Action item:
Only one stretch of the records below should be repeated. It starts with the line containing "panics on 666" and goes on through the line containing "Some(Box::new(move |_: &FatalError|", exactly as written.

Given data:
----------------------------------------
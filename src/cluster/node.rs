//! Threaded node runner.
//!
//! Each node runs in its own thread and owns its executor, so committed
//! entries are applied strictly one at a time in position order. The thread
//! polls the log, steps the executor, carries out the resulting effects
//! through the session manager, and answers commands from its handle.

use std::sync::atomic::{AtomicBool, Ordering};
use std::sync::Arc;
use std::thread::{self, JoinHandle};
use std::time::Duration;

use crossbeam_channel::{bounded, Receiver, Sender};
use tracing::{debug, error, info, warn};

use crate::backpressure::{BackoffIdleStrategy, IdleStrategy};
use crate::config::NodeConfig;
use crate::error::Error;
use crate::kernel::executor::{Effect, Executor, FatalError, TerminationHook};
use crate::kernel::session::SessionManager;
use crate::kernel::snapshot::{FileRecorder, Recorder};
use crate::kernel::traits::{ClusteredService, Role, SessionId};

use super::message::{EgressMessage, EventCode, LogEntry};
use super::substrate::{LogControl, LogSubscription, OrderedLog, Transport};

/// Committed entries applied per duty cycle.
const LOG_POLL_LIMIT: usize = 256;

/// How long a handle waits for its node to answer.
const COMMAND_TIMEOUT: Duration = Duration::from_secs(5);

/// Commands that can be sent to a node thread.
#[derive(Debug)]
pub enum NodeCommand {
    /// Take a snapshot now.
    TakeSnapshot(Sender<Result<u64, FatalError>>),
    /// Get current state for verification.
    GetState(Sender<NodeState>),
    /// Stop the node thread.
    Stop,
}

/// State snapshot from a node for verification.
#[derive(Debug, Clone, PartialEq, Eq)]
pub struct NodeState {
    pub member_id: u32,
    pub role: Role,
    pub leadership_term: u64,
    pub next_position: u64,
    pub last_snapshot_position: Option<u64>,
    pub open_sessions: Vec<SessionId>,
    pub digest: [u8; 16],
    pub halted: bool,
}

/// Everything a node consumes from outside the core.
pub struct NodeSubstrate {
    pub transport: Arc<dyn Transport>,
    pub log: Arc<dyn OrderedLog>,
    pub recorder: Box<dyn Recorder>,
}

impl NodeSubstrate {
    /// Substrate recording snapshots under `config.snapshot_dir()`.
    pub fn with_file_recorder(config: &NodeConfig, transport: Arc<dyn Transport>, log: Arc<dyn OrderedLog>) -> Self {
        NodeSubstrate {
            transport,
            log,
            recorder: Box::new(FileRecorder::new(config.snapshot_dir(), config.snapshots_retained)),
        }
    }
}

/// Handle to a running node thread.
pub struct NodeHandle {
    member_id: u32,
    command_tx: Sender<NodeCommand>,
    thread_handle: Option<JoinHandle<()>>,
    halted: Arc<AtomicBool>,
}

impl NodeHandle {
    pub fn member_id(&self) -> u32 {
        self.member_id
    }

    /// Get current node state. None once the node thread has exited.
    pub fn get_state(&self) -> Option<NodeState> {
        let (resp_tx, resp_rx) = bounded(1);
        if self.command_tx.send(NodeCommand::GetState(resp_tx)).is_ok() {
            resp_rx.recv_timeout(COMMAND_TIMEOUT).ok()
        } else {
            None
        }
    }

    /// Ask the node to snapshot at its last applied position.
    pub fn take_snapshot(&self) -> Result<u64, Error> {
        let (resp_tx, resp_rx) = bounded(1);
        self.command_tx
            .send(NodeCommand::TakeSnapshot(resp_tx))
            .map_err(|_| Error::SubstrateFault(format!("node {} is not running", self.member_id)))?;
        let result = resp_rx
            .recv_timeout(COMMAND_TIMEOUT)
            .map_err(|_| Error::SubstrateFault(format!("node {} did not answer", self.member_id)))?;
        Ok(result?)
    }

    /// True once the node halted on a fatal error.
    pub fn is_halted(&self) -> bool {
        self.halted.load(Ordering::SeqCst)
    }

    /// Stop the node thread.
    pub fn stop(&mut self) {
        let _ = self.command_tx.send(NodeCommand::Stop);
        if let Some(handle) = self.thread_handle.take() {
            let _ = handle.join();
        }
    }
}

impl Drop for NodeHandle {
    fn drop(&mut self) {
        self.stop();
    }
}

/// The node runner that executes in its own thread.
struct NodeRunner<S: ClusteredService> {
    member_id: u32,
    executor: Executor<S>,
    sessions: SessionManager,
    log: Box<dyn LogSubscription>,
    control: Box<dyn LogControl>,
    /// Entries up to here were committed before this node started. Their
    /// control requests already reached the log once.
    replay_until: u64,
    command_rx: Receiver<NodeCommand>,
    idle: BackoffIdleStrategy,
}

impl<S: ClusteredService> NodeRunner<S> {
    fn run(&mut self) {
        loop {
            while let Ok(cmd) = self.command_rx.try_recv() {
                match cmd {
                    NodeCommand::TakeSnapshot(resp_tx) => {
                        let _ = resp_tx.send(self.executor.take_snapshot());
                    }
                    NodeCommand::GetState(resp_tx) => {
                        let _ = resp_tx.send(self.state());
                    }
                    NodeCommand::Stop => {
                        info!(member_id = self.member_id, "node stopped");
                        return;
                    }
                }
            }
            if self.executor.is_halted() {
                // Only state queries are served once halted.
                thread::sleep(Duration::from_millis(1));
                continue;
            }

            let mut work = match self.poll_log() {
                Ok(applied) => applied,
                Err(fatal) => {
                    error!(member_id = self.member_id, error = %fatal, "node halted");
                    continue;
                }
            };

            if self.executor.should_snapshot() {
                if let Err(e) = self.executor.take_snapshot() {
                    warn!(member_id = self.member_id, error = %e, "automatic snapshot failed");
                }
            }

            work += self.sessions.flush();
            self.idle.idle_with(work);
        }
    }

    fn state(&self) -> NodeState {
        NodeState {
            member_id: self.member_id,
            role: self.executor.role(),
            leadership_term: self.executor.leadership_term(),
            next_position: self.executor.next_position(),
            last_snapshot_position: self.executor.last_snapshot_position(),
            open_sessions: self.executor.sessions().keys().copied().collect(),
            digest: self.executor.digest(),
            halted: self.executor.is_halted(),
        }
    }

    fn poll_log(&mut self) -> Result<usize, FatalError> {
        let mut batch: Vec<LogEntry> = Vec::new();
        if let Err(e) = self.log.poll(&mut |entry| batch.push(entry), LOG_POLL_LIMIT) {
            return Err(self.executor.fault(e.to_string()));
        }

        let applied = batch.len();
        for entry in batch {
            let replayed = entry.position <= self.replay_until;
            let result = self.executor.step(entry)?;
            for effect in result.effects() {
                self.apply_effect(effect, replayed);
            }
        }
        Ok(applied)
    }

    fn apply_effect(&mut self, effect: &Effect, replayed: bool) {
        let leadership_term = self.executor.leadership_term();
        let leader_member_id = self.executor.leader_member_id().unwrap_or(self.member_id);

        match effect {
            Effect::SessionOpened {
                session_id,
                correlation_id,
                response_endpoint,
            } => {
                self.sessions.open(*session_id, response_endpoint);
                self.sessions.deliver(&EgressMessage::SessionEvent {
                    session_id: *session_id,
                    correlation_id: *correlation_id,
                    leadership_term,
                    leader_member_id,
                    code: EventCode::Ok,
                    detail: String::new(),
                });
            }
            Effect::SessionClosed { session_id, reason } => {
                self.sessions.deliver(&EgressMessage::SessionEvent {
                    session_id: *session_id,
                    correlation_id: 0,
                    leadership_term,
                    leader_member_id,
                    code: EventCode::Closed,
                    detail: reason.to_string(),
                });
                self.sessions.close(*session_id);
            }
            Effect::Response {
                session_id,
                correlation_id,
                timestamp,
                payload,
            } => {
                self.sessions.deliver(&EgressMessage::Response {
                    session_id: *session_id,
                    correlation_id: *correlation_id,
                    timestamp: timestamp.as_nanos(),
                    payload: payload.clone(),
                });
            }
            Effect::Rejected {
                session_id,
                correlation_id,
                detail,
            } => {
                self.sessions.deliver(&EgressMessage::SessionEvent {
                    session_id: *session_id,
                    correlation_id: *correlation_id,
                    leadership_term,
                    leader_member_id,
                    code: EventCode::Error,
                    detail: detail.clone(),
                });
            }
            Effect::Control(request) => {
                if replayed {
                    debug!(member_id = self.member_id, ?request, "replayed control request not forwarded");
                } else if self.executor.role() == Role::Leader {
                    if let Err(e) = self.control.request(request.clone()) {
                        warn!(member_id = self.member_id, error = %e, ?request, "control request not delivered");
                    }
                }
            }
            Effect::LeadershipChanged {
                leadership_term,
                leader_member_id,
                role,
            } => {
                let was_leader = self.sessions.role() == Role::Leader;
                self.sessions.set_role(*role);
                if *role == Role::Leader && !was_leader {
                    let term = *leadership_term;
                    let leader = *leader_member_id;
                    let announced = self.sessions.broadcast(|session_id| EgressMessage::NewLeader {
                        session_id,
                        leadership_term: term,
                        leader_member_id: leader,
                    });
                    debug!(member_id = self.member_id, term, announced, "announced leadership to sessions");
                }
            }
        }
    }
}

/// Recover a node from its recorder and start it in its own thread.
///
/// `hook` fires once if the node halts on a fatal error.
pub fn spawn_node<S: ClusteredService>(
    config: NodeConfig,
    service: S,
    substrate: NodeSubstrate,
    hook: Option<TerminationHook>,
) -> Result<NodeHandle, Error> {
    config.validate()?;
    let member_id = config.member_id;

    let mut executor = Executor::recover(service, member_id, substrate.recorder)?;
    executor.set_snapshot_threshold(config.snapshot_threshold);

    let halted = Arc::new(AtomicBool::new(false));
    let halted_flag = halted.clone();
    executor.set_termination_hook(Box::new(move |fatal: &FatalError| {
        halted_flag.store(true, Ordering::SeqCst);
        if let Some(hook) = hook {
            hook(fatal);
        }
    }));

    let replay_until = substrate.log.committed_position();
    let log = substrate.log.subscribe(executor.next_position())?;
    let control = substrate.log.control(member_id);

    let mut sessions = SessionManager::new(&config, substrate.transport);
    sessions.restore(executor.sessions());
    sessions.set_role(executor.role());

    info!(
        member_id,
        next_position = executor.next_position(),
        role = %executor.role(),
        "node starting"
    );

    let (command_tx, command_rx) = bounded(100);
    let mut runner = NodeRunner {
        member_id,
        executor,
        sessions,
        log,
        control,
        replay_until,
        command_rx,
        idle: BackoffIdleStrategy::from_config(&config.idle),
    };
    let thread_handle = thread::spawn(move || runner.run());

    Ok(NodeHandle {
        member_id,
        command_tx,
        thread_handle: Some(thread_handle),
        halted,
    })
}
/// Test: test_idle_session_times_out
///
/// A session with no traffic is closed by the cluster and removed from
/// every node.
#[test]
fn test_idle_session_times_out() {
    let sequencer_config = SequencerConfig {
        session_timeout: Duration::from_millis(100),
        ..SequencerConfig::default()
    };
    let cluster = TestCluster::start(PayloadKind::Integer, sequencer_config);
    let mut config = cluster.client_config();
    config.keep_alive_interval_ms = 60_000;
    let (mut client, _responses) = cluster.client(config);

    wait_until(|| {
        client.poll_responses();
        client.is_closed()
    });
    assert!(matches!(client.submit_integer(1), Err(ClientError::SessionClosed { .. })));

    let states = cluster.converge();
    assert!(states.iter().all(|s| s.open_sessions.is_empty()));
}

/// Test: test_keep_alive_holds_session_open
///
/// Keep-alives alone keep a session past several timeout periods.
#[test]
fn test_keep_alive_holds_session_open() {
    let sequencer_config = SequencerConfig {
        session_timeout: Duration::from_millis(200),
        ..SequencerConfig::default()
    };
    let cluster = TestCluster::start(PayloadKind::Integer, sequencer_config);
    let mut config = cluster.client_config();
    config.keep_alive_interval_ms = 20;
    let (mut client, _responses) = cluster.client(config);

    let until = Instant::now() + Duration::from_millis(600);
    while Instant::now() < until {
        client.keep_alive_if_due(Instant::now()).unwrap();
        client.poll_responses();
        thread::sleep(Duration::from_millis(2));
    }
    assert!(!client.is_closed());
    let id = client.submit_integer(5).unwrap();
    client.await_response(id, WAIT).unwrap();
}

/// Test: test_poison_message_halts_every_node
///
/// 1. Every node runs a service that panics on 666
/// 2. Submit 666
/// 3. Verify: each node halts and its termination hook fires exactly once
#[test]
fn test_poison_message_halts_every_node() {
    let fired = Arc::new(AtomicUsize::new(0));
    let hook_count = fired.clone();
    let cluster = TestCluster::start_with(
        PayloadKind::Integer,
        SequencerConfig::default(),
        |config| ScriptedEcho(EchoService::from_config(config)),
        move |_| {
            let fired = hook_count.clone();
            Some(Box::new(move |_: &FatalError| {
                fired.fetch_add(1, Ordering::SeqCst);
            }) as TerminationHook)
        },
    );
    let (mut client, responses) = cluster.client(cluster.client_config());

    let id = client.submit_integer(POISON).unwrap();
    wait_until(|| (0..NODES).all(|n| cluster.node(n).is_halted()));
    assert!(matches!(
        client.await_response(id, Duration::from_millis(100)),
        Err(ClientError::ResponseTimeout { .. })
    ));
    assert!(responses.try_recv().is_err());

    for n in 0..NODES {
        let state = cluster.node(n).get_state().unwrap();
        assert!(state.halted);
        assert!(state.next_position <= cluster.log().last_position());
    }

    // Later entries are never applied and the hook does not fire again.
    let _ = client.submit_integer(1);
    thread::sleep(Duration::from_millis(50));
    assert_eq!(fired.load(Ordering::SeqCst), NODES as usize);
}
//! Tracing subscriber setup.

use tracing_subscriber::EnvFilter;

/// Install a formatted subscriber. `RUST_LOG` overrides `default_filter`.
///
/// Returns false if a global subscriber was already installed.
pub fn init(default_filter: &str) -> bool {
    let filter = EnvFilter::try_from_default_env().unwrap_or_else(|_| EnvFilter::new(default_filter));
    tracing_subscriber::fmt()
        .with_env_filter(filter)
        .with_target(true)
        .with_thread_names(true)
        .try_init()
        .is_ok()
}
----------------------------------------
Result of this exercise:
/// 1. Every node runs a service that panics on 666
/// 2. Submit 666
/// 3. Verify: each node halts and its termination hook fires exactly once
#[test]
fn test_poison_message_halts_every_node() {
    let fired = Arc::new(AtomicUsize::new(0));
    let hook_count = fired.clone();
    let cluster = TestCluster::start_with(
        PayloadKind::Integer,
        SequencerConfig::default(),
        |config| ScriptedEcho(EchoService::from_config(config)),
        move |_| {
            let fired = hook_count.clone();
            Some(Box::new(move |_: &FatalError| {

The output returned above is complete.